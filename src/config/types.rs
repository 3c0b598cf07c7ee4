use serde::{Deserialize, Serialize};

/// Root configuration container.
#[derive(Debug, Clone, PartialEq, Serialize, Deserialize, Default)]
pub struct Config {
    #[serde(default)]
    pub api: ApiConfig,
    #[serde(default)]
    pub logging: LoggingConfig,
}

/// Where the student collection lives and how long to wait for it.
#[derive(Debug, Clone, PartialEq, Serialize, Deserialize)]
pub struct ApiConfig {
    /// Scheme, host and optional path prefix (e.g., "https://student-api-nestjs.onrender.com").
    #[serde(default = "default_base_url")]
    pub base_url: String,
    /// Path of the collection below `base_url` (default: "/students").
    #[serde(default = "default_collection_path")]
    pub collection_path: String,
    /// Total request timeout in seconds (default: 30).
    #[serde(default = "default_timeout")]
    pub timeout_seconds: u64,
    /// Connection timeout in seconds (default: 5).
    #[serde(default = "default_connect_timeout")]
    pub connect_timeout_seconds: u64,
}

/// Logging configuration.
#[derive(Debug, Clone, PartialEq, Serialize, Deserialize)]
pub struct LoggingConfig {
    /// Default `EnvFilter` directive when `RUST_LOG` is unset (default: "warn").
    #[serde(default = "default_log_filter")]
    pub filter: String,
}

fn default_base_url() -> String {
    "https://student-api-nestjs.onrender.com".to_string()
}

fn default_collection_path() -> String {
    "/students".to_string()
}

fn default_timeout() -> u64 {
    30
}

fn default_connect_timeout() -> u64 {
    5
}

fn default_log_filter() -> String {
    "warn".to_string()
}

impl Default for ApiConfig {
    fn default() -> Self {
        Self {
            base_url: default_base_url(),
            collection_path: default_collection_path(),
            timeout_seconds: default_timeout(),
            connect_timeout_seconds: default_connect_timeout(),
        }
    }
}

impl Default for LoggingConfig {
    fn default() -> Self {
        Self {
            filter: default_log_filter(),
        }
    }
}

....

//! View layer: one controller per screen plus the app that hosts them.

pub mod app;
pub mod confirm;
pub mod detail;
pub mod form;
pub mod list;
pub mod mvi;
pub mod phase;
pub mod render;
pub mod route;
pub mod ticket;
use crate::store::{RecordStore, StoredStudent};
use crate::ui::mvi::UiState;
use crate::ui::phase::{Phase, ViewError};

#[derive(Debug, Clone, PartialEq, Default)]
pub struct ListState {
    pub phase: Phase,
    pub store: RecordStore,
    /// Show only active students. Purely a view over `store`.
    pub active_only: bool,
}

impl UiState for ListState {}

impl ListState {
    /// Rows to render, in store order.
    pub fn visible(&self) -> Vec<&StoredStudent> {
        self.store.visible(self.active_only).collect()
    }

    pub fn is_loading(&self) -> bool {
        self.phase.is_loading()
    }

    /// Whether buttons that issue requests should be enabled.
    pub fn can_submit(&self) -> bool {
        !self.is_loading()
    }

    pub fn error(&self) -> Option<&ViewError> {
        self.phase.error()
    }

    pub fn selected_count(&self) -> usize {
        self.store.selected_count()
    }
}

....

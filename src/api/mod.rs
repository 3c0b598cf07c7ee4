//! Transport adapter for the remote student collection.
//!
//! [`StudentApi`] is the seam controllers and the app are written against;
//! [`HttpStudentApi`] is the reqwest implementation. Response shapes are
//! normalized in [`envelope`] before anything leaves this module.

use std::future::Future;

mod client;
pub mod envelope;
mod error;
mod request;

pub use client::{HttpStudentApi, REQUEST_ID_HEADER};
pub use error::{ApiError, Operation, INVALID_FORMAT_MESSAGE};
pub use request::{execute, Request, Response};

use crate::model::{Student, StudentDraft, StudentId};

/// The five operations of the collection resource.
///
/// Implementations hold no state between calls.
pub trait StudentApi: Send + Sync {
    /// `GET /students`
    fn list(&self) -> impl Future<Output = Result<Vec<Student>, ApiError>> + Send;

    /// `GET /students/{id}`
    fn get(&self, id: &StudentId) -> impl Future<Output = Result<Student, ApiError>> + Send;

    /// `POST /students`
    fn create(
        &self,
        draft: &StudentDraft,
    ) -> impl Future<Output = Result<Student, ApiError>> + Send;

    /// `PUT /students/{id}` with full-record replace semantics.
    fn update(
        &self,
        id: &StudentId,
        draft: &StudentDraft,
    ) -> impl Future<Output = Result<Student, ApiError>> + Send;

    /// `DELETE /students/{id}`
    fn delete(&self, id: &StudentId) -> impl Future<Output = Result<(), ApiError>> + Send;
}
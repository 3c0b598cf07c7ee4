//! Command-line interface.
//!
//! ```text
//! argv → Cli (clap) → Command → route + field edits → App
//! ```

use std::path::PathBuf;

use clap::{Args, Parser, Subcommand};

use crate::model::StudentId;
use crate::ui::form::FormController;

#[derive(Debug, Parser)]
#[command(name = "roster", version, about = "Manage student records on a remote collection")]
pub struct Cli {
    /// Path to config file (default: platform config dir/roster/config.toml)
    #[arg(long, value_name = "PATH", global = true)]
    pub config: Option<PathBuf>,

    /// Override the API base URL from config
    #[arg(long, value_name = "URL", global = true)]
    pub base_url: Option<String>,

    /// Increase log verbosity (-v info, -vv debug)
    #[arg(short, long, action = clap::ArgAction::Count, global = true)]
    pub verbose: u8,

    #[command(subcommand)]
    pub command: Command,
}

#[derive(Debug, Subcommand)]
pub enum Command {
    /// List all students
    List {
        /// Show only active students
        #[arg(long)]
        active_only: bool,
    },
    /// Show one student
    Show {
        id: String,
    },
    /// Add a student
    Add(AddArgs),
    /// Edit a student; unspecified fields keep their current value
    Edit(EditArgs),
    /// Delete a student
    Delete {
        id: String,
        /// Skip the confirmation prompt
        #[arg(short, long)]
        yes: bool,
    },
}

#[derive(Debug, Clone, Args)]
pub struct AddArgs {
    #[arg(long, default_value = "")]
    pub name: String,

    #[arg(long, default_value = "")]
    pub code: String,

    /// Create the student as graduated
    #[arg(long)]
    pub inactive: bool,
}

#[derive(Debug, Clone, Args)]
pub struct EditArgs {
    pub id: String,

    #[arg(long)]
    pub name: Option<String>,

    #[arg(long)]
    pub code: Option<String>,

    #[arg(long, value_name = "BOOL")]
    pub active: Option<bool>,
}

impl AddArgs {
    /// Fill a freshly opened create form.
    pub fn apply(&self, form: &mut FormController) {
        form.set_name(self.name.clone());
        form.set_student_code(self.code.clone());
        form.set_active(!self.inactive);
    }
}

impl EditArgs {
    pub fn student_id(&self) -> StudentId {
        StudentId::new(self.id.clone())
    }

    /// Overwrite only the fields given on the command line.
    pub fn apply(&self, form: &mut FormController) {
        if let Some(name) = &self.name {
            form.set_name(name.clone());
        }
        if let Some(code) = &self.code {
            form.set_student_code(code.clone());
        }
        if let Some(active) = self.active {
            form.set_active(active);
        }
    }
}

....

> [PROBLEM]
Search the material for the string "inactive" and show every line that has it.

> [SOLUTION FOR THIS TASK]
    pub inactive: bool,
        form.set_active(!self.inactive);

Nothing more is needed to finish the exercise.